Scott, the director of the National Center for Science Education in Oakland, has been fighting this particular battle for more than 15 years, and it has taken her around the country — from small towns in California to the deep South.

Her opponents are parents, politicians and even teachers who want creationism — the belief that God created human beings as literally described in the Bible — taught in public schools. This despite the fact that the U.S. Supreme Court has issued numerous decisions disallowing the teaching of creationism in public schools because it is a religious view and would violate the separation of church and state.

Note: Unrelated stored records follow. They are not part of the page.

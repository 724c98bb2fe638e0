//! Wavefront OBJ mesh parsing.
//!
//! Supports `v`, `vt`, `vn`, `f` and `usemtl`. Other records (`o`, `g`, `s`,
//! `mtllib`, ...) are skipped. Faces are triangulated on the way in.

use crate::error::{ExportError, Result};
use glam::Vec3;

/// A triangle with 0-based pool indices.
#[derive(Debug, Clone, PartialEq)]
pub struct ObjTriangle {
    pub vertices: [usize; 3],
    pub tex_coords: Option<[usize; 3]>,
    pub normals: Option<[usize; 3]>,
    /// Active `usemtl` name, if any.
    pub material: Option<String>,
}

/// A parsed OBJ mesh.
#[derive(Debug, Clone, Default)]
pub struct ObjModel {
    pub positions: Vec<Vec3>,
    pub normals: Vec<Vec3>,
    pub tex_coords: Vec<[f32; 2]>,
    pub triangles: Vec<ObjTriangle>,
}

impl ObjModel {
    pub fn triangle_count(&self) -> usize {
        self.triangles.len()
    }

    /// Material names in first-use order.
    pub fn material_names(&self) -> Vec<&str> {
        let mut names: Vec<&str> = Vec::new();
        for tri in &self.triangles {
            if let Some(name) = tri.material.as_deref() {
                if !names.contains(&name) {
                    names.push(name);
                }
            }
        }
        names
    }
}

#[derive(Debug, Clone, Copy)]
struct Corner {
    vertex: usize,
    tex_coord: Option<usize>,
    normal: Option<usize>,
}

/// Parse OBJ text.
pub fn parse_obj(text: &str) -> Result<ObjModel> {
    let mut model = ObjModel::default();
    let mut material: Option<String> = None;

    for (line_idx, raw) in text.lines().enumerate() {
        let line_num = line_idx + 1;
        let line = raw.trim();
        if line.is_empty() || line.starts_with('#') {
            continue;
        }

        let mut parts = line.split_whitespace();
        let Some(keyword) = parts.next() else {
            continue;
        };
        let args: Vec<&str> = parts.collect();

        match keyword {
            "v" => {
                let [x, y, z] = parse_floats::<3>(&args, line_num, "vertex")?;
                model.positions.push(Vec3::new(x, y, z));
            }
            "vn" => {
                let [x, y, z] = parse_floats::<3>(&args, line_num, "normal")?;
                model.normals.push(Vec3::new(x, y, z));
            }
            "vt" => {
                if args.is_empty() {
                    return Err(ExportError::obj_parse(line_num, "texture coordinate needs a value"));
                }
                let u = parse_float(args[0], line_num)?;
                let v = match args.get(1) {
                    Some(s) => parse_float(s, line_num)?,
                    None => 0.0,
                };
                model.tex_coords.push([u, v]);
            }
            "f" => {
                if args.len() < 3 {
                    return Err(ExportError::obj_parse(line_num, "face needs at least 3 vertices"));
                }
                let corners = args
                    .iter()
                    .map(|token| parse_corner(token, line_num, &model))
                    .collect::<Result<Vec<_>>>()?;

                // Fan from corner 0: a triangle stays as-is, a quad splits on 0-2.
                for i in 1..corners.len() - 1 {
                    model
                        .triangles
                        .push(make_triangle([corners[0], corners[i], corners[i + 1]], &material));
                }
            }
            "usemtl" => {
                // Names may contain spaces, matching `newmtl`.
                let name = args.join(" ");
                material = (!name.is_empty()).then_some(name);
            }
            _ => {}
        }
    }

    Ok(model)
}

fn make_triangle(corners: [Corner; 3], material: &Option<String>) -> ObjTriangle {
    let tex_coords = match corners.map(|c| c.tex_coord) {
        [Some(a), Some(b), Some(c)] => Some([a, b, c]),
        _ => None,
    };
    let normals = match corners.map(|c| c.normal) {
        [Some(a), Some(b), Some(c)] => Some([a, b, c]),
        _ => None,
    };
    ObjTriangle {
        vertices: corners.map(|c| c.vertex),
        tex_coords,
        normals,
        material: material.clone(),
    }
}

/// Parse `v`, `v/t`, `v//n` or `v/t/n`.
fn parse_corner(token: &str, line: usize, model: &ObjModel) -> Result<Corner> {
    let mut fields = token.split('/');
    let vertex = match fields.next() {
        Some(s) if !s.is_empty() => resolve_index(s, model.positions.len(), line, "vertex")?,
        _ => return Err(ExportError::obj_parse(line, format!("missing vertex index in '{}'", token))),
    };
    let tex_coord = match fields.next() {
        Some(s) if !s.is_empty() => Some(resolve_index(s, model.tex_coords.len(), line, "texture")?),
        _ => None,
    };
    let normal = match fields.next() {
        Some(s) if !s.is_empty() => Some(resolve_index(s, model.normals.len(), line, "normal")?),
        _ => None,
    };
    Ok(Corner {
        vertex,
        tex_coord,
        normal,
    })
}

/// Convert a 1-based or negative relative index into a 0-based one.
fn resolve_index(token: &str, count: usize, line: usize, kind: &str) -> Result<usize> {
    let raw: i64 = token
        .parse()
        .map_err(|_| ExportError::obj_parse(line, format!("invalid {} index '{}'", kind, token)))?;
    let resolved = if raw > 0 {
        raw - 1
    } else if raw < 0 {
        count as i64 + raw
    } else {
        return Err(ExportError::obj_parse(line, format!("{} index 0 is not valid", kind)));
    };
    if resolved < 0 || resolved >= count as i64 {
        return Err(ExportError::obj_parse(
            line,
            format!("{} index {} out of range ({} defined)", kind, raw, count),
        ));
    }
    Ok(resolved as usize)
}

/// Parse a finite number. `nan`, `inf` and out-of-range values are rejected.
fn parse_float(token: &str, line: usize) -> Result<f32> {
    match token.parse::<f32>() {
        Ok(value) if value.is_finite() => Ok(value),
        _ => Err(ExportError::obj_parse(line, format!("invalid number '{}'", token))),
    }
}

fn parse_floats<const N: usize>(args: &[&str], line: usize, kind: &str) -> Result<[f32; N]> {
    if args.len() < N {
        return Err(ExportError::obj_parse(
            line,
            format!("{} needs {} values, found {}", kind, N, args.len()),
        ));
    }
    let mut out = [0.0; N];
    for (slot, token) in out.iter_mut().zip(args) {
        *slot = parse_float(token, line)?;
    }
    Ok(out)
}

#[cfg(test)]
mod tests {
    use super::*;

    const QUAD: &str = "\
# a unit quad
v 0 0 0
v 1 0 0
v 1 0 1
v 0 0 1
vt 0 0
vt 1 0
vt 1 1
vt 0 1
vn 0 1 0
usemtl Wood
f 1/1/1 2/2/1 3/3/1 4/4/1
";

    #[test]
    fn test_parse_quad_splits_on_first_diagonal() {
        let model = parse_obj(QUAD).unwrap();
        assert_eq!(model.positions.len(), 4);
        assert_eq!(model.triangle_count(), 2);
        assert_eq!(model.triangles[0].vertices, [0, 1, 2]);
        assert_eq!(model.triangles[1].vertices, [0, 2, 3]);
        assert_eq!(model.triangles[1].tex_coords, Some([0, 2, 3]));
        assert_eq!(model.triangles[0].normals, Some([0, 0, 0]));
        assert_eq!(model.triangles[0].material.as_deref(), Some("Wood"));
    }

    #[test]
    fn test_parse_ngon_fan() {
        let text = "v 0 0 0\nv 1 0 0\nv 2 1 0\nv 1 2 0\nv 0 1 0\nf 1 2 3 4 5\n";
        let model = parse_obj(text).unwrap();
        let tris: Vec<_> = model.triangles.iter().map(|t| t.vertices).collect();
        assert_eq!(tris, vec![[0, 1, 2], [0, 2, 3], [0, 3, 4]]);
        assert!(model.triangles.iter().all(|t| t.normals.is_none() && t.tex_coords.is_none()));
    }

    #[test]
    fn test_negative_indices_are_relative() {
        let text = "v 0 0 0\nv 1 0 0\nv 0 1 0\nvn 0 0 1\nf -3//-1 -2//-1 -1//-1\nv 5 5 5\nf 2 3 -1\n";
        let model = parse_obj(text).unwrap();
        assert_eq!(model.triangles[0].vertices, [0, 1, 2]);
        assert_eq!(model.triangles[0].normals, Some([0, 0, 0]));
        assert_eq!(model.triangles[1].vertices, [1, 2, 3]);
    }

    #[test]
    fn test_mixed_corners_drop_partial_kind() {
        let text = "v 0 0 0\nv 1 0 0\nv 0 1 0\nvt 0 0\nf 1/1 2 3\n";
        let model = parse_obj(text).unwrap();
        assert_eq!(model.triangles[0].tex_coords, None);
    }

    #[test]
    fn test_errors_carry_line_numbers() {
        let err = parse_obj("v 0 0 0\nv 1 0 0\nf 1 2 3\n").unwrap_err();
        assert!(matches!(err, ExportError::ObjParse { line: 3, .. }));

        let err = parse_obj("v 0 zero 0\n").unwrap_err();
        assert!(matches!(err, ExportError::ObjParse { line: 1, .. }));

        let err = parse_obj("v 0 0 0\nf 1 1\n").unwrap_err();
        assert!(matches!(err, ExportError::ObjParse { line: 2, .. }));

        let err = parse_obj("v 0 0 0\nv 0 0 0\nv 0 0 0\nf 0 1 2\n").unwrap_err();
        assert!(matches!(err, ExportError::ObjParse { line: 4, .. }));
    }

    #[test]
    fn test_non_finite_numbers_rejected() {
        for text in ["v 0 0 nan\n", "v inf 0 0\n", "v 1e39 0 0\n", "vn 0 -inf 0\n", "vt NaN 0\n"] {
            let err = parse_obj(text).unwrap_err();
            assert!(matches!(err, ExportError::ObjParse { line: 1, .. }), "{}", text);
        }
        assert!(parse_obj("v 1e38 -0.5 3\n").is_ok());
    }

    #[test]
    fn test_usemtl_keeps_spaces() {
        let text = "v 0 0 0\nv 1 0 0\nv 0 1 0\nusemtl Dark  wood\nf 1 2 3\nusemtl\nf 1 2 3\n";
        let model = parse_obj(text).unwrap();
        assert_eq!(model.triangles[0].material.as_deref(), Some("Dark wood"));
        assert_eq!(model.triangles[1].material, None);
    }

    #[test]
    fn test_material_names_in_first_use_order() {
        let text = "v 0 0 0\nv 1 0 0\nv 0 1 0\nusemtl b\nf 1 2 3\nusemtl a\nf 1 2 3\nusemtl b\nf 1 2 3\n";
        let model = parse_obj(text).unwrap();
        assert_eq!(model.material_names(), vec!["b", "a"]);
    }
}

Scott’s work often takes her into the Bible Belt — the Midwest and the South — but closer to home, a recent conference in San Francisco on “intelligent design” attracted 200 college students and adults. Here Scott was confronted by the relatively new attack on evolution: scientists looking for scientific evidence to prove creationism is true.

While organizers insisted that the conference was about science — creation science — not religion, almost all the speakers were creationists. The intelligent design theory says that life on Earth is so complex and intricate that only an intelligent entity could have designed it.

“What we call creation science makes no reference to the Bible,” said Duane Gish, vice president of the Institute for Creation Research in San Diego.

“It says there are two possible explanations for the origin of the universe and living things: theistic, supernatural creation by an intelligent being, or nontheistic, mechanistic evolutionary theory that posits no goal and no purpose in the evolutionary process. We just happen to be here.”

“I think what bothers me so much of the time,” Scott said, “is they take the data and theory and distort it. They must know they’re distorting.”

But intelligent design theory has gained a lot of momentum, Scott said, because it allows religion, labeled as science, to sneak into schools through the back door.

But another opponent, Phillip Johnson, a Jefferson E. Peyser professor of law, emeritus at UC Berkeley’s Boalt Hall School of Law and author of “Darwin on Trial,” said Darwinism is all about religion.

“Its (evolution’s) impact is cultural,” he said. “It’s impact is it puts God out of reality. I am not bringing religion into the sacred precinct of science. The biologists are already neck deep in religion.”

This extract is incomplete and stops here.